"""

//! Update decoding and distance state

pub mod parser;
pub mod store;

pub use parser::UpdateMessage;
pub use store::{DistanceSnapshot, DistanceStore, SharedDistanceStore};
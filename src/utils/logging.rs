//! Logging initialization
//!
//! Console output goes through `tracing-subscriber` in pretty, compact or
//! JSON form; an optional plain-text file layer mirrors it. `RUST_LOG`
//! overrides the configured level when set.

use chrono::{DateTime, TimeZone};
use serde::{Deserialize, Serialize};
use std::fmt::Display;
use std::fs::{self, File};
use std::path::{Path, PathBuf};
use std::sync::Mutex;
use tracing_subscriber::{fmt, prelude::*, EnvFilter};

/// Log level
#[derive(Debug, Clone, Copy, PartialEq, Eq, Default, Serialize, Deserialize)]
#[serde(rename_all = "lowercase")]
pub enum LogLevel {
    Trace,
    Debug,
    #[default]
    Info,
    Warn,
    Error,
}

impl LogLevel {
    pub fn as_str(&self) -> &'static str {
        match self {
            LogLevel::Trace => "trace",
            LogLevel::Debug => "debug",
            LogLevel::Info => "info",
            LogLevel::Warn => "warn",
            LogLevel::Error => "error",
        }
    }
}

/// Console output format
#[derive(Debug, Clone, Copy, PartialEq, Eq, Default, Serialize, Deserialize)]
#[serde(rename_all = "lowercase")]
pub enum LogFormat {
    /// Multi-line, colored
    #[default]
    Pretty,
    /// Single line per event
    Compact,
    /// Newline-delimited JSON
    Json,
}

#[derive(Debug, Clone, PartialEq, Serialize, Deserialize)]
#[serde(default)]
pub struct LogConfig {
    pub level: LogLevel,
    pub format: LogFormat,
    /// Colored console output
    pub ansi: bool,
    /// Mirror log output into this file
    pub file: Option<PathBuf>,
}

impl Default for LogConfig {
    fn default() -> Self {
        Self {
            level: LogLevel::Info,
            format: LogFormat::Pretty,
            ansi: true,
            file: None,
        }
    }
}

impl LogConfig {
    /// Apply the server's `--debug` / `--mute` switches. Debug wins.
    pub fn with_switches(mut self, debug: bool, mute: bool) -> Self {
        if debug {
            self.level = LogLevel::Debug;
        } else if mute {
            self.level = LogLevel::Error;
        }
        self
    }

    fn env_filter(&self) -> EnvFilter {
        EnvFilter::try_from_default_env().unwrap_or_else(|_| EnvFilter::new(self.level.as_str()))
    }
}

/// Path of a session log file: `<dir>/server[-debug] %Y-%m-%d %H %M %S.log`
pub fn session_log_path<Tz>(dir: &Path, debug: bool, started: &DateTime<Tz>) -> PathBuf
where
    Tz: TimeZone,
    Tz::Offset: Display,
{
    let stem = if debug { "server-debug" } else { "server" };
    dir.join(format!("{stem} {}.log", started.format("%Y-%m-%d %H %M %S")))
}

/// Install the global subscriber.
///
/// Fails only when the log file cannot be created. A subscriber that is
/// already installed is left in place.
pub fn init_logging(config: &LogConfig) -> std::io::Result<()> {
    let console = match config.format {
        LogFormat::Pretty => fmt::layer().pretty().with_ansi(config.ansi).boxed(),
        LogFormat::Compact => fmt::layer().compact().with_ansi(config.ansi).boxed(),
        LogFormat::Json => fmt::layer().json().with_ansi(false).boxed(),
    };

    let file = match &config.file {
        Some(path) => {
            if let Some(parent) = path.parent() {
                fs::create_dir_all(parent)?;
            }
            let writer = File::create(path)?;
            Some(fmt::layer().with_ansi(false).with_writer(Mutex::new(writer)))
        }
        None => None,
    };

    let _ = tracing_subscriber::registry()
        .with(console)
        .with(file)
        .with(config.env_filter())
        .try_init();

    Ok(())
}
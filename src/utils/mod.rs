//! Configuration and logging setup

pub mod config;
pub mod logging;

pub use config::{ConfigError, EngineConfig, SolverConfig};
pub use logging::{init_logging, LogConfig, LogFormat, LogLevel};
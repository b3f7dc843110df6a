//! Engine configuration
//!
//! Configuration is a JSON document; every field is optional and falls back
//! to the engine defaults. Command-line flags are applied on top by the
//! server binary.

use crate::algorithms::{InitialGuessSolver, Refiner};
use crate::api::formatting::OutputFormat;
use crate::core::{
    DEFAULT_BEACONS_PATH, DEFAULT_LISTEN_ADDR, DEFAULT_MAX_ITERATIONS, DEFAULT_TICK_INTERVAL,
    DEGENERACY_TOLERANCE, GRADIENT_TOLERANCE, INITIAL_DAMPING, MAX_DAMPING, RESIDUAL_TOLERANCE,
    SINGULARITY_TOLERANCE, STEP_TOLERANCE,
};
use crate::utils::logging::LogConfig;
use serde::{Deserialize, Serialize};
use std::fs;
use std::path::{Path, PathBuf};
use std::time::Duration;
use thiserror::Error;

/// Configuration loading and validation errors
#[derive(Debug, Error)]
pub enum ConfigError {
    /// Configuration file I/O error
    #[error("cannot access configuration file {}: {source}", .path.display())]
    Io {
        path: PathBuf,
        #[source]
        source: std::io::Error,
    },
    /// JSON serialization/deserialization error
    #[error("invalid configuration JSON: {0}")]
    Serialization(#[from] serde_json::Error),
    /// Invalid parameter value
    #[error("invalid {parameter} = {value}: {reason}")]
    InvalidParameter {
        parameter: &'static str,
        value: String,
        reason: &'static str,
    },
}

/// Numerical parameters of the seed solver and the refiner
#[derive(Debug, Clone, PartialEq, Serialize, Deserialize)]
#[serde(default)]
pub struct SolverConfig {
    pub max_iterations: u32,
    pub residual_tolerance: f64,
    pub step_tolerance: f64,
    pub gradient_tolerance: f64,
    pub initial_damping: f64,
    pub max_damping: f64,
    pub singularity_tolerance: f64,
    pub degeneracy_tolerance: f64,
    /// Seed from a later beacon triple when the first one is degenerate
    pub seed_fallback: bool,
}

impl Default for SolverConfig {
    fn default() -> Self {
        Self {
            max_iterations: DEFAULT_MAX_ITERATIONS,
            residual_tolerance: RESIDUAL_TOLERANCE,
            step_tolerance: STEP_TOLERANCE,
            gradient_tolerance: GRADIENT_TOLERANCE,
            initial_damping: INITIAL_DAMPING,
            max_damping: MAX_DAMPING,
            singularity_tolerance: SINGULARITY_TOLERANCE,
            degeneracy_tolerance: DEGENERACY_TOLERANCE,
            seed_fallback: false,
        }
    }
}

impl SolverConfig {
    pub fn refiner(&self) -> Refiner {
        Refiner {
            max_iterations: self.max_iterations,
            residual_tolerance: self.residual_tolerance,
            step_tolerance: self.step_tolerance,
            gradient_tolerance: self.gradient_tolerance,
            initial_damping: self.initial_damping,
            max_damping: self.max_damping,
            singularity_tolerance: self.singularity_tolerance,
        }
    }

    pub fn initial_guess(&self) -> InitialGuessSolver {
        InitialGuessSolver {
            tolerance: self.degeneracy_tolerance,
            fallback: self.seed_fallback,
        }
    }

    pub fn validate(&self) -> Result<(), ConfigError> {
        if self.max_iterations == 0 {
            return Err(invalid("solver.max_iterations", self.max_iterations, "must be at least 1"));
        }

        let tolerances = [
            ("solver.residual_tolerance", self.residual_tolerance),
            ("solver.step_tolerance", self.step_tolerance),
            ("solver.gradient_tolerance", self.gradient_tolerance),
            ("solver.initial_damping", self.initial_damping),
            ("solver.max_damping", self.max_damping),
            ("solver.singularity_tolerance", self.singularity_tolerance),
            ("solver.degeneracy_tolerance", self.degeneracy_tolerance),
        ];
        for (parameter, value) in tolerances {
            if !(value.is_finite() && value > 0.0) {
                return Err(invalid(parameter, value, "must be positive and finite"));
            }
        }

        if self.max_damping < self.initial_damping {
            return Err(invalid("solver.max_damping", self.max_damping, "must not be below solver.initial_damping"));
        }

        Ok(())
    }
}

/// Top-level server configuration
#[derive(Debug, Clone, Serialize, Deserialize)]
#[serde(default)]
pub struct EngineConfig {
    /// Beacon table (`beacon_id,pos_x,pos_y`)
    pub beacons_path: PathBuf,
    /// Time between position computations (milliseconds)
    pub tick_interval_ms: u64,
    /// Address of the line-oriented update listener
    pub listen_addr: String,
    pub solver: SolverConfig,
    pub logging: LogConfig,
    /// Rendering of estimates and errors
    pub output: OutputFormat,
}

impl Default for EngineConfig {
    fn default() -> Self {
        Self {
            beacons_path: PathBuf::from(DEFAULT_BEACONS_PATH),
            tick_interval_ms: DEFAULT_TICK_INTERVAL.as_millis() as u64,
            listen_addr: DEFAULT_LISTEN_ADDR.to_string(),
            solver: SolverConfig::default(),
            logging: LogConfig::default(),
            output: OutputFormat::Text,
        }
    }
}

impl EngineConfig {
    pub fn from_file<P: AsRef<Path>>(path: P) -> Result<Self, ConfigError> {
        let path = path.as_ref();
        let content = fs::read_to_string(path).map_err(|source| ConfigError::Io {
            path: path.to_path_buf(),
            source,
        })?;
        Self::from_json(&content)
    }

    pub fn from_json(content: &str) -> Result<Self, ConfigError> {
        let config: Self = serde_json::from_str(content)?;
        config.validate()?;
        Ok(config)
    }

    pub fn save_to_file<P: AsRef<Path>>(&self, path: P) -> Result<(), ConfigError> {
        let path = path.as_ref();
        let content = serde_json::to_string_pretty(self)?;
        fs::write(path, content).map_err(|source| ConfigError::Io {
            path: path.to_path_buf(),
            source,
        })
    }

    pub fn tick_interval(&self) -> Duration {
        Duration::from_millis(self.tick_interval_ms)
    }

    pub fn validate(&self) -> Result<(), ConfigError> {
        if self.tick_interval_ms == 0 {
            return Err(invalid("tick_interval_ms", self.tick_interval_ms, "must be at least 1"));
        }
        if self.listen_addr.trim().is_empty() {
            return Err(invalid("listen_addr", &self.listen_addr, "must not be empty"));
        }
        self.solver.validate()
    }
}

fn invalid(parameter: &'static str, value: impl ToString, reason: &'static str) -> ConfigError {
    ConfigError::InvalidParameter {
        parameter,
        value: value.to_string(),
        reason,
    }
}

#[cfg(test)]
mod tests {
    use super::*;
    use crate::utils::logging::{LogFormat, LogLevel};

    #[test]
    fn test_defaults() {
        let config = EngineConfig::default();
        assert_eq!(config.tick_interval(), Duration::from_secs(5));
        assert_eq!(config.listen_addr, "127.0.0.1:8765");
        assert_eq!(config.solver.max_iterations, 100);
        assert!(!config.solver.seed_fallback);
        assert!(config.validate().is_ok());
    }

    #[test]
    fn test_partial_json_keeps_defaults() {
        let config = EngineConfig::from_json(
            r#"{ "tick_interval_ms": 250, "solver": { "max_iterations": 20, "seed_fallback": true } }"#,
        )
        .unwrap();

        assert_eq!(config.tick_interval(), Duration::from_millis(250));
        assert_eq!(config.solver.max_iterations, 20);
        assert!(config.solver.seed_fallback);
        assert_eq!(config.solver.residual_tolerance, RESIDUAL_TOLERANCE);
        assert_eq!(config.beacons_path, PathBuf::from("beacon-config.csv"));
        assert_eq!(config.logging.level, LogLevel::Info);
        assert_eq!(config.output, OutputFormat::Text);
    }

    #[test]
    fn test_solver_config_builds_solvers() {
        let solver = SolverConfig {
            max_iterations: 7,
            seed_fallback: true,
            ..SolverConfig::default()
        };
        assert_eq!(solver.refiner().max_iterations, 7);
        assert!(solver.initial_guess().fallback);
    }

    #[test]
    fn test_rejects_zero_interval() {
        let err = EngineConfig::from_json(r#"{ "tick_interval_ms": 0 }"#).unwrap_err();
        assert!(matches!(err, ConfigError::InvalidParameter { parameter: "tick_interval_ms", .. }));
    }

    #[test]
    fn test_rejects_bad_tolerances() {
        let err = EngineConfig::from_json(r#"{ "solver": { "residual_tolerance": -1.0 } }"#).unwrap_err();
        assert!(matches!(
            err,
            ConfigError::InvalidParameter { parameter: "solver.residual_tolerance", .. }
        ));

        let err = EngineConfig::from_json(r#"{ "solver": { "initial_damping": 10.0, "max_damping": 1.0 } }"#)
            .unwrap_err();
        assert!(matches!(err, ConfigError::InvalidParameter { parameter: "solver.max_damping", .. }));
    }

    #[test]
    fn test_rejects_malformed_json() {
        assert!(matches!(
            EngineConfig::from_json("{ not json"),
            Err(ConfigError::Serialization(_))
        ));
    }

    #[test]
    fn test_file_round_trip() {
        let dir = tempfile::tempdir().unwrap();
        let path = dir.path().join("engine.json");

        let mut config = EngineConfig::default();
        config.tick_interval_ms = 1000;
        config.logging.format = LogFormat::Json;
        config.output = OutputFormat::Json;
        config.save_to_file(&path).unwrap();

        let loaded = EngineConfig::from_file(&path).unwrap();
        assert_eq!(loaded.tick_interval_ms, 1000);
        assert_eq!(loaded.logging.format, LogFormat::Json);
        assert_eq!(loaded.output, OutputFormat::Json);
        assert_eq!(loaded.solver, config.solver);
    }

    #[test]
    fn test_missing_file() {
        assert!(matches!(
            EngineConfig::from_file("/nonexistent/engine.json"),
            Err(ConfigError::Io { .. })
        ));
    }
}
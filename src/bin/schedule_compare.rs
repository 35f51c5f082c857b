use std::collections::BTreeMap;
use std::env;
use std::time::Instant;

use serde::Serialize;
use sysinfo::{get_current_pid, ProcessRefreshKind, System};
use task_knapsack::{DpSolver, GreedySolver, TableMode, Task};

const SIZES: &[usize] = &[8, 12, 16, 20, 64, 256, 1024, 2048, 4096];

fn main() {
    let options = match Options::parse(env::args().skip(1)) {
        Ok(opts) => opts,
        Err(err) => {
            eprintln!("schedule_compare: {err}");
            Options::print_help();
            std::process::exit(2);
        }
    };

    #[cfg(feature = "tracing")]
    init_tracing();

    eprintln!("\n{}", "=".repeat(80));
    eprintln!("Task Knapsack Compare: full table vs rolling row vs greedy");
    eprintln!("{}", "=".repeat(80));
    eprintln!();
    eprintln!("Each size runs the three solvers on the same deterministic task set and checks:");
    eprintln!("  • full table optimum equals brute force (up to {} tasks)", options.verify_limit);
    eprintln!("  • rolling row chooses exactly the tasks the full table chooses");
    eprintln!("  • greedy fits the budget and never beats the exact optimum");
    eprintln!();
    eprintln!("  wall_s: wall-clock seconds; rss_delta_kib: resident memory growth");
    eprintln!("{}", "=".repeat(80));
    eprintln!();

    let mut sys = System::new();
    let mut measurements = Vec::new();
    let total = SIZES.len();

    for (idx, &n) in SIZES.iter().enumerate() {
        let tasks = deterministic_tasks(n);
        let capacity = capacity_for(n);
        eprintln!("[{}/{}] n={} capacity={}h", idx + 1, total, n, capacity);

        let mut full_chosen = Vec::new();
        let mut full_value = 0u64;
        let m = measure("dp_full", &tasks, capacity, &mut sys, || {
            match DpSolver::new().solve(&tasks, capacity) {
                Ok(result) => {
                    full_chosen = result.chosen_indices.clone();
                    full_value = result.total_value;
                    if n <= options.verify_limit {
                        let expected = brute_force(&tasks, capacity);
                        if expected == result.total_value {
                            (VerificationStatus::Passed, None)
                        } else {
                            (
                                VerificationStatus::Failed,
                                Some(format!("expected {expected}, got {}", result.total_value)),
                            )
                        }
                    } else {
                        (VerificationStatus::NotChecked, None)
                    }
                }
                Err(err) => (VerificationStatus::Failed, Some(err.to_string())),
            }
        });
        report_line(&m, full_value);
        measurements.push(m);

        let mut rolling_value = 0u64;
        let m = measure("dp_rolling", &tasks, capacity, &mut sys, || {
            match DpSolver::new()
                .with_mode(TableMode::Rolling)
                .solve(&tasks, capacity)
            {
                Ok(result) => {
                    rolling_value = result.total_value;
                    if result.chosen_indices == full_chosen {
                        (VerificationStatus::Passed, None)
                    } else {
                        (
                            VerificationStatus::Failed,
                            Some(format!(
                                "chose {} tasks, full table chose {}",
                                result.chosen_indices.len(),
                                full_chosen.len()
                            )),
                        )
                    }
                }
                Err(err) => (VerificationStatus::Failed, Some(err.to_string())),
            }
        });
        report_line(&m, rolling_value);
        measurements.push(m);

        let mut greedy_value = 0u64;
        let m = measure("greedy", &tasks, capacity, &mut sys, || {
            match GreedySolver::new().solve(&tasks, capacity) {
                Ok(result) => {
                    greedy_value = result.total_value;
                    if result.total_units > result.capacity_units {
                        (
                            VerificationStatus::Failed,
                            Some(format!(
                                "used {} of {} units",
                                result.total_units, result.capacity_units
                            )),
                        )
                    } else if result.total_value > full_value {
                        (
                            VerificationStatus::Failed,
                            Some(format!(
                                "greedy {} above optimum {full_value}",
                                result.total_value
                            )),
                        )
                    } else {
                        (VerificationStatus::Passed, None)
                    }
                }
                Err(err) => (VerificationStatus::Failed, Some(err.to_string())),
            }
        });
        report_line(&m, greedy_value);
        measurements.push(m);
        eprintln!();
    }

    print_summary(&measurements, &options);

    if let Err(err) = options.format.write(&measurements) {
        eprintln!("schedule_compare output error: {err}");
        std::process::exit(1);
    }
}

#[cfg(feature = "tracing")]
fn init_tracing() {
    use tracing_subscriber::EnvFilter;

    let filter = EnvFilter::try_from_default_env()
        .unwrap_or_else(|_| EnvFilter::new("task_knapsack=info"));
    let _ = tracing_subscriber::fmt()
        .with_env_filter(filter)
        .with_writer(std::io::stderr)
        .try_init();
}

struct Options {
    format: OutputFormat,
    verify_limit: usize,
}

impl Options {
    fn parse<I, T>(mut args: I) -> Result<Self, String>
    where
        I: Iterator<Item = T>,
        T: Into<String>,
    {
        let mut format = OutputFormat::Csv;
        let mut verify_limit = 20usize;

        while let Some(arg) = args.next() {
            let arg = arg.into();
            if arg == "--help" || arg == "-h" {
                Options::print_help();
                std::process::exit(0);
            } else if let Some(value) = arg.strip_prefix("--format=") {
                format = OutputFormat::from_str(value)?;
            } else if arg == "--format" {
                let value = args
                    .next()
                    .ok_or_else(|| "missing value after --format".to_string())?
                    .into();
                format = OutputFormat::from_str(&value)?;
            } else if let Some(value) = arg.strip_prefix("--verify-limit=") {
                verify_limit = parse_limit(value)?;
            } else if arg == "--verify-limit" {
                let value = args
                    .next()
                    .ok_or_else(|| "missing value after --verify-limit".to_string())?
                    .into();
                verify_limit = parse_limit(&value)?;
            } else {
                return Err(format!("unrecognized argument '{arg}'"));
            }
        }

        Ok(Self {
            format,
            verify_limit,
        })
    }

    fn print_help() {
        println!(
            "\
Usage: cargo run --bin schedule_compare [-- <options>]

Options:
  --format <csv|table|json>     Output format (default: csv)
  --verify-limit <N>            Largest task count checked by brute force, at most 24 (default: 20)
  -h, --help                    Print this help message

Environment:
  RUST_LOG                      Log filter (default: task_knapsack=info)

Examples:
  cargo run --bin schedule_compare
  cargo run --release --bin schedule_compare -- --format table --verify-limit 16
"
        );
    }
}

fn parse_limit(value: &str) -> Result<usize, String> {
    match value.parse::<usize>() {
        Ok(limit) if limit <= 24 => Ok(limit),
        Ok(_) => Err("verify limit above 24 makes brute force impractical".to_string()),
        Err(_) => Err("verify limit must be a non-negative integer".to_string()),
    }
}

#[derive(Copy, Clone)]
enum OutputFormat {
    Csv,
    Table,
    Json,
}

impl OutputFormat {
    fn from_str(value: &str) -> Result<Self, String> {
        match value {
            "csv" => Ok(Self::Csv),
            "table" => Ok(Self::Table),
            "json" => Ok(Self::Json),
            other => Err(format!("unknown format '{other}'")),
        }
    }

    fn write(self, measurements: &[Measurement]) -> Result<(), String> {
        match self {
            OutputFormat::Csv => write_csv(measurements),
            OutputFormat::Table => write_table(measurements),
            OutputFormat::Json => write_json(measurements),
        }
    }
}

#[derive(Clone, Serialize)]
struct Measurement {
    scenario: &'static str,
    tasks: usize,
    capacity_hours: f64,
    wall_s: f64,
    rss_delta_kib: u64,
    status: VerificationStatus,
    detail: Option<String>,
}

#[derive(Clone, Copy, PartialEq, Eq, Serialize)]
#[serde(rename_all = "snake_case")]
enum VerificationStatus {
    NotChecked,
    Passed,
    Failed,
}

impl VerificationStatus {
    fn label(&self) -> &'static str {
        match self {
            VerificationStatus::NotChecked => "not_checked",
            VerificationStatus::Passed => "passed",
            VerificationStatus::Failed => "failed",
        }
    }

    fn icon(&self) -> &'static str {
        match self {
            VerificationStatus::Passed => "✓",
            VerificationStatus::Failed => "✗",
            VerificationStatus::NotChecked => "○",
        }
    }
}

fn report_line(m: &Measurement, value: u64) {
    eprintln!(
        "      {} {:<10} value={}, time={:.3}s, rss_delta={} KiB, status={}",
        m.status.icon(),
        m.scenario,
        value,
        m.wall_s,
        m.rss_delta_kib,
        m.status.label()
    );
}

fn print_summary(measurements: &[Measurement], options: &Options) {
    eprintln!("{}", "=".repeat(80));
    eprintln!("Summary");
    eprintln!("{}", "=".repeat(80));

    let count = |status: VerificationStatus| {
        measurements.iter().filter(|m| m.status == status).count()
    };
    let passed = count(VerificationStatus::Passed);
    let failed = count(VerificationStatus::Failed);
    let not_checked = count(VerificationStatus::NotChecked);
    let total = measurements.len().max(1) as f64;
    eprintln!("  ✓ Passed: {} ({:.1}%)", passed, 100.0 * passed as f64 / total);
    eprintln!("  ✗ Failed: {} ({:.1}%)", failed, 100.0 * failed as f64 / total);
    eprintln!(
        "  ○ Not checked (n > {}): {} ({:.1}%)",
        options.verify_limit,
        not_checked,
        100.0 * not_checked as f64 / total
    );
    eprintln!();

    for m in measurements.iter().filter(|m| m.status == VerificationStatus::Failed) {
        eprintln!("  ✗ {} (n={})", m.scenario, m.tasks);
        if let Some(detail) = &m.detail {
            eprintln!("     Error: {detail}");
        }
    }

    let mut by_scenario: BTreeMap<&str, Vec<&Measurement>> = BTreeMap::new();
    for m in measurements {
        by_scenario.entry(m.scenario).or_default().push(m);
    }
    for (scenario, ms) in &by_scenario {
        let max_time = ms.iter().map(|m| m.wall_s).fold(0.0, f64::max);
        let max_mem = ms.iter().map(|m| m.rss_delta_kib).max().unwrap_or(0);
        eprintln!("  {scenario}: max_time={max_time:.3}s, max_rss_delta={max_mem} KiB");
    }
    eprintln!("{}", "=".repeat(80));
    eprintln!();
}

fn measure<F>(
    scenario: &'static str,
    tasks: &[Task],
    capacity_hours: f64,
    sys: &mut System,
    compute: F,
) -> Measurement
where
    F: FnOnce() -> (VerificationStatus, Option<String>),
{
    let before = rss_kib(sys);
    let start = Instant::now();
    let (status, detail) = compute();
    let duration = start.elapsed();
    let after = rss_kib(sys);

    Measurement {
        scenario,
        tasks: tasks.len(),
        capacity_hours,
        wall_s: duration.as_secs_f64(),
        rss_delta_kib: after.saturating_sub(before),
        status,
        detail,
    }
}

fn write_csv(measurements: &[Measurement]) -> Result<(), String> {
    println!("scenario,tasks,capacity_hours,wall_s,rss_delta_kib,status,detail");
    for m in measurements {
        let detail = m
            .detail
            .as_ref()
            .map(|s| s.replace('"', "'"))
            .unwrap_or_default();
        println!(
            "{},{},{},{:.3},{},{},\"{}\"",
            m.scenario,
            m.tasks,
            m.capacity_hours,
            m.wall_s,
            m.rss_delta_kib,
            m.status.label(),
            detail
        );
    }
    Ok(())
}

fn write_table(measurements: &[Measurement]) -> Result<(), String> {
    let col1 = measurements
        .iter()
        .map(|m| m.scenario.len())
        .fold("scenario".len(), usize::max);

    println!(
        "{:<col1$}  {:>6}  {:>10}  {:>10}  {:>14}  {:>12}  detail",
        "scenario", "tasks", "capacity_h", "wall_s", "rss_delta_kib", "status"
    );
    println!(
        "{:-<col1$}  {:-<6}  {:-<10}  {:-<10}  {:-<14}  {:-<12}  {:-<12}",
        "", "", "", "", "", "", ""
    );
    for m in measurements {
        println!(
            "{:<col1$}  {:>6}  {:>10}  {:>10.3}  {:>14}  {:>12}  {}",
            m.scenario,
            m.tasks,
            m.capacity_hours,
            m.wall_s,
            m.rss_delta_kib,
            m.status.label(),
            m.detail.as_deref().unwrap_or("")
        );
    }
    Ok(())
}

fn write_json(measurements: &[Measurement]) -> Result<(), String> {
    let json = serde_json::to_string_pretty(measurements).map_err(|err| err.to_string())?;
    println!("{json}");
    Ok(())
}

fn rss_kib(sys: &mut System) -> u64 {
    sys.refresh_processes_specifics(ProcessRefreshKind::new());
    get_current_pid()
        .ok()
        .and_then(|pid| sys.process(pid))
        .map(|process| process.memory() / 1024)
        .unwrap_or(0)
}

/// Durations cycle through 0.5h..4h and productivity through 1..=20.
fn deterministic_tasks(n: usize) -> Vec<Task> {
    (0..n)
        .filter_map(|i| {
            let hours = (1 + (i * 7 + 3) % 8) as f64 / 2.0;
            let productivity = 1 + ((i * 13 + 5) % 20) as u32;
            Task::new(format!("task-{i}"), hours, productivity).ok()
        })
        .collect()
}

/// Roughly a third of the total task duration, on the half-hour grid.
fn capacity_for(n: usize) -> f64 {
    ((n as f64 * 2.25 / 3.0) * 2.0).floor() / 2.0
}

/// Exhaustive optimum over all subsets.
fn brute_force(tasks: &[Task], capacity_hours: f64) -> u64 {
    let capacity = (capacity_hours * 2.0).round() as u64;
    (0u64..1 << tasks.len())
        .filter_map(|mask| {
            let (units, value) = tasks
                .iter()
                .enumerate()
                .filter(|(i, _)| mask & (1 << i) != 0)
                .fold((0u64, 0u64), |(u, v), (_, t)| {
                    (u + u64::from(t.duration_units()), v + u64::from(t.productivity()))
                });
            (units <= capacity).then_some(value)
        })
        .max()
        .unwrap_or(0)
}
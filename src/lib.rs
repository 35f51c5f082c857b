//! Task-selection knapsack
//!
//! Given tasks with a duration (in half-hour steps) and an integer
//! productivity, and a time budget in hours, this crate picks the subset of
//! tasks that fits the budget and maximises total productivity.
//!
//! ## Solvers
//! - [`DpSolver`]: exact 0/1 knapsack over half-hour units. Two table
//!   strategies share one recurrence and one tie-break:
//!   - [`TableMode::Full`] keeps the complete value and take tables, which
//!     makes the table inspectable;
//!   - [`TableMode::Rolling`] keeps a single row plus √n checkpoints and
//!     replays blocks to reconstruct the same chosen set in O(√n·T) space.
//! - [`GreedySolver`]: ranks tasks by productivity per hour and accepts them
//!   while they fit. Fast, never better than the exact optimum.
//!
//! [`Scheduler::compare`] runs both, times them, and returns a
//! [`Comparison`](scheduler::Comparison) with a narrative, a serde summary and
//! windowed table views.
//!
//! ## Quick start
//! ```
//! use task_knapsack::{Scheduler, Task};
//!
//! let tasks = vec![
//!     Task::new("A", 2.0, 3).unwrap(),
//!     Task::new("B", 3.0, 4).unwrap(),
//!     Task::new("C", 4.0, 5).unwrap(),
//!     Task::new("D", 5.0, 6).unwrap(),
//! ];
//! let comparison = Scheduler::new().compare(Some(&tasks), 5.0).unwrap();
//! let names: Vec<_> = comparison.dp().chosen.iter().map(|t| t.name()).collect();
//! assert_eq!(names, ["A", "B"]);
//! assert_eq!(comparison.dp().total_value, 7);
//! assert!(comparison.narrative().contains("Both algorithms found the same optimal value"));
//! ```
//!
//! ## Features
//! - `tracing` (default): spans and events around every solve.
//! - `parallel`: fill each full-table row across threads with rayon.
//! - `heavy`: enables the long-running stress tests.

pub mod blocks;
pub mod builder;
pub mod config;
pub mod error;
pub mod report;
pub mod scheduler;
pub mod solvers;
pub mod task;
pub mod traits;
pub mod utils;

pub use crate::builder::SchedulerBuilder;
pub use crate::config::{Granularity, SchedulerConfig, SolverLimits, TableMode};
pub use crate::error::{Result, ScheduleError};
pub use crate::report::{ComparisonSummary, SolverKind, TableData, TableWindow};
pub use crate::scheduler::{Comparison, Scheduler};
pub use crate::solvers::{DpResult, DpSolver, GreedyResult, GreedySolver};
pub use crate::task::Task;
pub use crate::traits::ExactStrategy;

"""

AIM OF THE EXERCISE: Go through the listing above and write out exactly the lines starting with the one holding "wall_s: wall-clock seconds;" and running through the one holding "let expected = brute_force(&tasks, capacity);", ends included, and no others.

RESULT:
    eprintln!("  wall_s: wall-clock seconds; rss_delta_kib: resident memory growth");
    eprintln!("{}", "=".repeat(80));
    eprintln!();

    let mut sys = System::new();
    let mut measurements = Vec::new();
    let total = SIZES.len();

    for (idx, &n) in SIZES.iter().enumerate() {
        let tasks = deterministic_tasks(n);
        let capacity = capacity_for(n);
        eprintln!("[{}/{}] n={} capacity={}h", idx + 1, total, n, capacity);

        let mut full_chosen = Vec::new();
        let mut full_value = 0u64;
        let m = measure("dp_full", &tasks, capacity, &mut sys, || {
            match DpSolver::new().solve(&tasks, capacity) {
                Ok(result) => {
                    full_chosen = result.chosen_indices.clone();
                    full_value = result.total_value;
                    if n <= options.verify_limit {
                        let expected = brute_force(&tasks, capacity);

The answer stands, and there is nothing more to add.